Starring: Shailene Woodley, Ansel Elgort, Laura Dern
At the age of thirteen, Hazel Lancaster (Woodley) was diagnosed with thyroid cancer which almost killed her and eventually caused her to lose half of the functioning in her lungs and make her terminally ill. Reluctantly part of a cancer support group, Hazel meets Augustus Waters (Elgort) a charismatic and adventurous cancer survivor. The two become friends and Augustus, smitten with Hazel, tries to win her affections whilst she, wary of her limited time left, tries to keep her distance.
If I had to point to any actor this year whose career has had a meteoric boost, it would be Shailene Woodley. A prolific TV actress who received adulation in Alexander Payne's movie The Descendants back in 2011, this year saw her star in Divergent, that did stellar business in the US box office and now The Fault In Our Stars which seems to have done the same. So, it's successful, but does that mean it's any good?
Well, making money in the film industry always have a degree of risk, but there are some things that stand better than others when it comes to possibly earning a profit. Few would've doubted the lucrative nature of Harry Potter as a film property, Marvel seem incapable of losing money at the box office and this film plucks at saccharine melodrama and teenage romantic fantasy in such a fashion that it could cause the skies to rain gold.
There is an audience out there, a sizeable one at that, that could lap this up very eagerly but I won't be snobbish here. It must be said that for all The Fault In Our Stars is very much fluff for teenage girls, it happens to be fluff made with some degree of skill. It goes without saying that cancer (especially terminal cancer) is a very clear way to get an emotional response to your audience. Virtually everyone knows someone who has had it and the majority of people will know someone who has died because of it. Movies about terminal cancer have proved over the years to be notorious tear-jerkers. For many, this means that The Fault In Our Stars will be a modern day version of Terms Of Endearment. The film is filled to the brim with tales of hardship as well as moments of romanticism but there is more.
There is some humour to be had and there is some joy, although I suspect some of what I found amusing may not have been intended as such (does anyone else just find something inexplicably joyful about Willem Dafoe listening to Swedish hip-hop over massive speakers?) but with all the emotion, I never felt the emotional button being pushed.
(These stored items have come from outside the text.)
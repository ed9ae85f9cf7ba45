use crate::api::api_url;
use crate::api::utils::{delete, get_json};
use log::{debug, info};
use shared::FileEntry;
use uuid::Uuid;

pub async fn list_files() -> Result<Vec<FileEntry>, String> {
    let files: Vec<FileEntry> = get_json(&api_url("/api/files"), "files").await?;
    debug!("Loaded {} files", files.len());
    Ok(files)
}

pub async fn delete_file(id: Uuid) -> Result<(), String> {
    delete(&api_url(&format!("/api/files/{}", id)), "file").await?;
    info!("Deleted file {}", id);
    Ok(())
}
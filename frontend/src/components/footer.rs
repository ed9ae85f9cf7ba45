use crate::components::nav::SECTIONS;
use crate::Route;
use yew::prelude::*;
use yew_router::prelude::*;

#[function_component(Footer)]
pub fn footer() -> Html {
    html! {
        <footer class="bg-gradient-to-r from-slate-800 to-emerald-600 text-white mt-auto">
            <div class="container mx-auto px-4 sm:px-6 lg:px-8 py-8">
                <div class="grid grid-cols-1 md:grid-cols-2 gap-8">
                    <div class="text-center md:text-left">
                        <span class="text-2xl font-bold tracking-tight">{"Pitchside"}</span>
                        <p class="text-emerald-100 text-sm leading-relaxed max-w-md mx-auto md:mx-0 mt-2">
                            {"Squad, fixture and document administration for the performance-analytics team."}
                        </p>
                    </div>
                    <div class="text-center md:text-left">
                        <h3 class="text-lg font-semibold mb-4">{"Sections"}</h3>
                        <ul class="space-y-2">
                            {SECTIONS.iter().map(|(route, label)| html! {
                                <li>
                                    <Link<Route> to={route.clone()} classes={classes!("text-emerald-100", "hover:text-white", "text-sm")}>
                                        {*label}
                                    </Link<Route>>
                                </li>
                            }).collect::<Html>()}
                        </ul>
                    </div>
                </div>
                <div class="border-t border-white/10 mt-8 pt-6 text-center sm:text-left">
                    <p class="text-emerald-100 text-xs font-mono">
                        {format!("Frontend v{}", env!("CARGO_PKG_VERSION"))}
                    </p>
                </div>
            </div>
        </footer>
    }
}
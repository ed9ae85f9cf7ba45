use crate::api::api_url;
use crate::api::utils::get_json;
use log::debug;
use shared::Team;

pub async fn list_teams() -> Result<Vec<Team>, String> {
    let teams: Vec<Team> = get_json(&api_url("/api/teams"), "teams").await?;
    debug!("Loaded {} teams", teams.len());
    Ok(teams)
}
More like a finger just hovering above like some sentiment-inducing sword of Damocles. A crashing force that never comes. The acting's fine and we have two talented young leads who seem to have genuine chemistry but getting a sense of their lives outside of each other is tricky. Laura Dern plays the loving mother of Woodley but we never get too much from dad, played by Sam Trammell, other than a "don't hurt my daughter" scene with Elgort that is never followed up on. We never even see Elgort's parents save for some quick glances at the end.
As the romantic duo at the film's core, The characters of Hazel and Augustus do represent two different but common kinds of adolescent. Hazel is precocious and, understandably, nihilistic. She spends her time rereading the same obscure and intellectual, if pretentious, novel. Augustus is mostly just about having fun and damning the consequences, although his declarations of love do come off as inauthentic, but look at the genre we're dealing with here. It's part of the game. This reaches its apex with a whistle-stop tour of Amsterdam which from a romantic level works in some ways (there's a chaste, but still surprisingly passionate bedroom scene) but not in others (the scene of the two kissing, and then being applauded for it, in the Anne Frank house has already proved...controversial).
In short, this film knows it has an audience clamouring for it and it knows exactly how to tackle that audience. As a tool for making money (and, to be realistic, it's called the showBUSINESS for a reason) it works very well. As far as artistic merits go, it's not perfect but in all honesty, it does work.